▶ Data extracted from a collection
· · · · ·

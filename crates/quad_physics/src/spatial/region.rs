//! Axis-aligned rectangular regions
//!
//! A [`Region`] is stored as a center and half-extents. It serves both as the
//! bounding volume of a quad-tree node and as an ad-hoc query range. All tests
//! use closed intervals, so a point exactly on an edge is contained.

use crate::foundation::math::Vec2;

/// One of the four children of a subdivided region
///
/// Directions use screen coordinates: north is negative y.
#[derive(Debug, Clone, Copy, PartialEq, Eq, Hash)]
pub enum Quadrant {
    /// +x, -y
    NorthEast,
    /// -x, -y
    NorthWest,
    /// +x, +y
    SouthEast,
    /// -x, +y
    SouthWest,
}

impl Quadrant {
    /// Fixed traversal order used for insertion and queries
    pub const ALL: [Self; 4] = [Self::NorthEast, Self::NorthWest, Self::SouthEast, Self::SouthWest];

    const fn signs(self) -> (f32, f32) {
        match self {
            Self::NorthEast => (1.0, -1.0),
            Self::NorthWest => (-1.0, -1.0),
            Self::SouthEast => (1.0, 1.0),
            Self::SouthWest => (-1.0, 1.0),
        }
    }
}

/// Axis-aligned rectangle given by center and half-extents
#[derive(Debug, Clone, Copy, PartialEq)]
pub struct Region {
    /// Center of the rectangle
    pub center: Vec2,
    /// Half width and half height
    pub half_extents: Vec2,
}

impl Region {
    /// Create a region from its center and half-extents
    pub const fn new(center: Vec2, half_extents: Vec2) -> Self {
        Self { center, half_extents }
    }

    /// Square region centered on a point
    pub fn square(center: Vec2, half_extent: f32) -> Self {
        Self::new(center, Vec2::new(half_extent, half_extent))
    }

    /// Region covering `[0, width] x [0, height]`
    pub fn from_bounds(width: f32, height: f32) -> Self {
        let half = Vec2::new(width * 0.5, height * 0.5);
        Self::new(half, half)
    }

    /// Minimum corner
    pub fn min(&self) -> Vec2 {
        self.center - self.half_extents
    }

    /// Maximum corner
    pub fn max(&self) -> Vec2 {
        self.center + self.half_extents
    }

    /// Inclusive point-in-rectangle test
    pub fn contains_point(&self, point: Vec2) -> bool {
        self.contains_with_margin(point, 0.0)
    }

    /// Inclusive point-in-rectangle test with the half-extents grown by `margin`
    pub fn contains_with_margin(&self, point: Vec2, margin: f32) -> bool {
        let hw = self.half_extents.x + margin;
        let hh = self.half_extents.y + margin;
        point.x >= self.center.x - hw
            && point.x <= self.center.x + hw
            && point.y >= self.center.y - hh
            && point.y <= self.center.y + hh
    }

    /// Separating-axis overlap test; touching rectangles intersect
    pub fn intersects(&self, other: &Self) -> bool {
        let separated = other.center.x + other.half_extents.x < self.center.x - self.half_extents.x
            || other.center.x - other.half_extents.x > self.center.x + self.half_extents.x
            || other.center.y + other.half_extents.y < self.center.y - self.half_extents.y
            || other.center.y - other.half_extents.y > self.center.y + self.half_extents.y;
        !separated
    }

    /// Child region for one quadrant: half the extents, center offset by a quarter size
    pub fn quadrant(&self, quadrant: Quadrant) -> Self {
        let half = self.half_extents * 0.5;
        let (sx, sy) = quadrant.signs();
        Self::new(
            Vec2::new(self.center.x + half.x * sx, self.center.y + half.y * sy),
            half,
        )
    }

    /// True when both half-extents are positive and finite
    pub fn is_valid(&self) -> bool {
        self.half_extents.x > 0.0
            && self.half_extents.y > 0.0
            && self.half_extents.x.is_finite()
            && self.half_extents.y.is_finite()
            && self.center.x.is_finite()
            && self.center.y.is_finite()
    }
}
//! # Quad Physics
//!
//! Two-dimensional simulation of circular rigid bodies with elastic
//! collisions inside a rectangular world.
//!
//! ## Features
//!
//! - **Two Broad Phases**: exhaustive O(n²) pair enumeration and a quad-tree
//!   index rebuilt every pass, switchable at runtime
//! - **Shared Narrow Phase**: mass-weighted positional correction followed by
//!   an impulse along the contact normal
//! - **Configuration**: TOML or RON files with per-field defaults
//!
//! ## Quick Start
//!
//! ```rust,no_run
//! use quad_physics::prelude::*;
//!
//! fn main() -> Result<(), SimulationError> {
//!     let mut simulation = Simulation::from_seed(SimulationConfig::default(), 7)?;
//!
//!     for _ in 0..60 {
//!         simulation.advance();
//!     }
//!     simulation.toggle_mode();
//!     let report = simulation.step(1.0 / 60.0);
//!     println!("{} contacts with {}", report.contacts.len(), report.mode);
//!     Ok(())
//! }
//! ```

#![warn(missing_docs)]
#![warn(clippy::all, clippy::pedantic, clippy::nursery)]
#![allow(clippy::module_name_repetitions, clippy::similar_names, clippy::too_many_arguments)]

pub mod config;
pub mod foundation;
pub mod physics;
pub mod simulation;
pub mod spatial;

/// Common imports for library users
pub mod prelude {
    pub use crate::{
        config::{Config, ConfigError, SimulationConfig},
        foundation::math::Vec2,
        physics::{Body, BodyHandle, BodyRegistry, BroadPhaseMode, CollisionSystem, PassReport, PhysicsError},
        simulation::{initialize, spawn_body, step, Simulation, SimulationError},
        spatial::{Quadtree, QuadtreeConfig, Region, SpatialError},
    };
}
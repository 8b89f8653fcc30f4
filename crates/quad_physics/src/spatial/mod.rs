//! Spatial partitioning data structures
//!
//! Provides the rectangle primitive and the quad-tree used to narrow
//! broad-phase collision candidates in 2D space.

pub mod region;
pub mod quadtree;

pub use quadtree::{Quadtree, QuadtreeConfig, QuadtreeEntry, QuadtreeNode};
pub use region::{Quadrant, Region};

use thiserror::Error;

/// Errors raised when constructing a spatial index
#[derive(Error, Debug, Clone, PartialEq)]
pub enum SpatialError {
    /// Root bounds have a non-positive or non-finite size
    #[error("Degenerate index bounds: half extents {half_width} x {half_height}")]
    DegenerateBounds {
        /// Half width of the rejected bounds
        half_width: f32,
        /// Half height of the rejected bounds
        half_height: f32,
    },

    /// Node capacity of zero would subdivide forever
    #[error("Quadtree node capacity must be at least 1")]
    ZeroCapacity,
}
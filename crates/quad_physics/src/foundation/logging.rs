//! Logging utilities and structured logging support

/// Initialize the logging system
///
/// Reads the filter from `RUST_LOG`, defaulting to `info` when unset.
pub fn init() {
    env_logger::Builder::from_env(env_logger::Env::default().default_filter_or("info")).init();
}

/// Initialize logging for unit tests (safe to call more than once)
pub fn init_for_tests() {
    let _ = env_logger::builder().is_test(true).try_init();
}
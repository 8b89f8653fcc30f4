//! Physics module for collision detection and response
//!
//! Provides the body registry, narrow-phase resolution between circles,
//! broad-phase orchestration (exhaustive or quad-tree assisted) and the
//! integration step that moves bodies and reflects them off the walls.

pub mod body;
pub mod collision;
pub mod collision_system;
pub mod integration;

#[cfg(test)]
mod tests;

pub use body::{Body, BodyHandle, BodyRegistry};
pub use collision::{resolve_collision, Contact, ELASTIC};
pub use collision_system::{BroadPhaseMode, CollisionPair, CollisionSystem, PassReport};
pub use integration::integrate;

use thiserror::Error;

/// Errors raised when constructing bodies
#[derive(Error, Debug, Clone, PartialEq)]
pub enum PhysicsError {
    /// Radius is zero, negative or not finite
    #[error("Body radius must be positive and finite, got {0}")]
    InvalidRadius(f32),

    /// Mass is zero, negative or not finite
    #[error("Body mass must be positive and finite, got {0}")]
    InvalidMass(f32),

    /// Position or velocity has a NaN or infinite component
    #[error("Body position and velocity must be finite")]
    NonFiniteState,
}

· · · · ·

▶ EXERCISE DETAILS
Render every record verbatim. Nothing should be left out.

▶ RESULT OF THIS TASK
filename crates/quad_physics/src/spatial/region.rs
//! Axis-aligned rectangular regions
//!
//! A [`Region`] is stored as a center and half-extents. It serves both as the
//! bounding volume of a quad-tree node and as an ad-hoc query range. All tests
//! use closed intervals, so a point exactly on an edge is contained.

use crate::foundation::math::Vec2;

/// One of the four children of a subdivided region
///
/// Directions use screen coordinates: north is negative y.
#[derive(Debug, Clone, Copy, PartialEq, Eq, Hash)]
pub enum Quadrant {
    /// +x, -y
    NorthEast,
    /// -x, -y
    NorthWest,
    /// +x, +y
    SouthEast,
    /// -x, +y
    SouthWest,
}

impl Quadrant {
    /// Fixed traversal order used for insertion and queries
    pub const ALL: [Self; 4] = [Self::NorthEast, Self::NorthWest, Self::SouthEast, Self::SouthWest];

    const fn signs(self) -> (f32, f32) {
        match self {
            Self::NorthEast => (1.0, -1.0),
            Self::NorthWest => (-1.0, -1.0),
            Self::SouthEast => (1.0, 1.0),
            Self::SouthWest => (-1.0, 1.0),
        }
    }
}

/// Axis-aligned rectangle given by center and half-extents
#[derive(Debug, Clone, Copy, PartialEq)]
pub struct Region {
    /// Center of the rectangle
    pub center: Vec2,
    /// Half width and half height
    pub half_extents: Vec2,
}

impl Region {
    /// Create a region from its center and half-extents
    pub const fn new(center: Vec2, half_extents: Vec2) -> Self {
        Self { center, half_extents }
    }

    /// Square region centered on a point
    pub fn square(center: Vec2, half_extent: f32) -> Self {
        Self::new(center, Vec2::new(half_extent, half_extent))
    }

    /// Region covering `[0, width] x [0, height]`
    pub fn from_bounds(width: f32, height: f32) -> Self {
        let half = Vec2::new(width * 0.5, height * 0.5);
        Self::new(half, half)
    }

    /// Minimum corner
    pub fn min(&self) -> Vec2 {
        self.center - self.half_extents
    }

    /// Maximum corner
    pub fn max(&self) -> Vec2 {
        self.center + self.half_extents
    }

    /// Inclusive point-in-rectangle test
    pub fn contains_point(&self, point: Vec2) -> bool {
        self.contains_with_margin(point, 0.0)
    }

    /// Inclusive point-in-rectangle test with the half-extents grown by `margin`
    pub fn contains_with_margin(&self, point: Vec2, margin: f32) -> bool {
        let hw = self.half_extents.x + margin;
        let hh = self.half_extents.y + margin;
        point.x >= self.center.x - hw
            && point.x <= self.center.x + hw
            && point.y >= self.center.y - hh
            && point.y <= self.center.y + hh
    }

    /// Separating-axis overlap test; touching rectangles intersect
    pub fn intersects(&self, other: &Self) -> bool {
        let separated = other.center.x + other.half_extents.x < self.center.x - self.half_extents.x
            || other.center.x - other.half_extents.x > self.center.x + self.half_extents.x
            || other.center.y + other.half_extents.y < self.center.y - self.half_extents.y
            || other.center.y - other.half_extents.y > self.center.y + self.half_extents.y;
        !separated
    }

    /// Child region for one quadrant: half the extents, center offset by a quarter size
    pub fn quadrant(&self, quadrant: Quadrant) -> Self {
        let half = self.half_extents * 0.5;
        let (sx, sy) = quadrant.signs();
        Self::new(
            Vec2::new(self.center.x + half.x * sx, self.center.y + half.y * sy),
            half,
        )
    }

    /// True when both half-extents are positive and finite
    pub fn is_valid(&self) -> bool {
        self.half_extents.x > 0.0
            && self.half_extents.y > 0.0
            && self.half_extents.x.is_finite()
            && self.half_extents.y.is_finite()
            && self.center.x.is_finite()
            && self.center.y.is_finite()
    }
}
//! # Quad Physics
//!
//! Two-dimensional simulation of circular rigid bodies with elastic
//! collisions inside a rectangular world.
//!
//! ## Features
//!
//! - **Two Broad Phases**: exhaustive O(n²) pair enumeration and a quad-tree
//!   index rebuilt every pass, switchable at runtime
//! - **Shared Narrow Phase**: mass-weighted positional correction followed by
//!   an impulse along the contact normal
//! - **Configuration**: TOML or RON files with per-field defaults
//!
//! ## Quick Start
//!
//! ```rust,no_run
//! use quad_physics::prelude::*;
//!
//! fn main() -> Result<(), SimulationError> {
//!     let mut simulation = Simulation::from_seed(SimulationConfig::default(), 7)?;
//!
//!     for _ in 0..60 {
//!         simulation.advance();
//!     }
//!     simulation.toggle_mode();
//!     let report = simulation.step(1.0 / 60.0);
//!     println!("{} contacts with {}", report.contacts.len(), report.mode);
//!     Ok(())
//! }
//! ```

#![warn(missing_docs)]
#![warn(clippy::all, clippy::pedantic, clippy::nursery)]
#![allow(clippy::module_name_repetitions, clippy::similar_names, clippy::too_many_arguments)]

pub mod config;
pub mod foundation;
pub mod physics;
pub mod simulation;
pub mod spatial;

/// Common imports for library users
pub mod prelude {
    pub use crate::{
        config::{Config, ConfigError, SimulationConfig},
        foundation::math::Vec2,
        physics::{Body, BodyHandle, BodyRegistry, BroadPhaseMode, CollisionSystem, PassReport, PhysicsError},
        simulation::{initialize, spawn_body, step, Simulation, SimulationError},
        spatial::{Quadtree, QuadtreeConfig, Region, SpatialError},
    };
}
repository 8b89f8653fcc30f4
filename crates/quad_physics/src/spatial/mod.rs
//! Spatial partitioning data structures
//!
//! Provides the rectangle primitive and the quad-tree used to narrow
//! broad-phase collision candidates in 2D space.

pub mod region;
pub mod quadtree;

pub use quadtree::{Quadtree, QuadtreeConfig, QuadtreeEntry, QuadtreeNode};
pub use region::{Quadrant, Region};

use thiserror::Error;

/// Errors raised when constructing a spatial index
#[derive(Error, Debug, Clone, PartialEq)]
pub enum SpatialError {
    /// Root bounds have a non-positive or non-finite size
    #[error("Degenerate index bounds: half extents {half_width} x {half_height}")]
    DegenerateBounds {
        /// Half width of the rejected bounds
        half_width: f32,
        /// Half height of the rejected bounds
        half_height: f32,
    },

    /// Node capacity of zero would subdivide forever
    #[error("Quadtree node capacity must be at least 1")]
    ZeroCapacity,
}
filename crates/quad_physics/src/foundation/logging.rs
//! Logging utilities and structured logging support

/// Initialize the logging system
///
/// Reads the filter from `RUST_LOG`, defaulting to `info` when unset.
pub fn init() {
    env_logger::Builder::from_env(env_logger::Env::default().default_filter_or("info")).init();
}

/// Initialize logging for unit tests (safe to call more than once)
pub fn init_for_tests() {
    let _ = env_logger::builder().is_test(true).try_init();
}
repository 8b89f8653fcc30f4
//! Physics module for collision detection and response
//!
//! Provides the body registry, narrow-phase resolution between circles,
//! broad-phase orchestration (exhaustive or quad-tree assisted) and the
//! integration step that moves bodies and reflects them off the walls.

pub mod body;
pub mod collision;
pub mod collision_system;
pub mod integration;

#[cfg(test)]
mod tests;

pub use body::{Body, BodyHandle, BodyRegistry};
pub use collision::{resolve_collision, Contact, ELASTIC};
pub use collision_system::{BroadPhaseMode, CollisionPair, CollisionSystem, PassReport};
pub use integration::integrate;

use thiserror::Error;

/// Errors raised when constructing bodies
#[derive(Error, Debug, Clone, PartialEq)]
pub enum PhysicsError {
    /// Radius is zero, negative or not finite
    #[error("Body radius must be positive and finite, got {0}")]
    InvalidRadius(f32),

    /// Mass is zero, negative or not finite
    #[error("Body mass must be positive and finite, got {0}")]
    InvalidMass(f32),

    /// Position or velocity has a NaN or infinite component
    #[error("Body position and velocity must be finite")]
    NonFiniteState,
}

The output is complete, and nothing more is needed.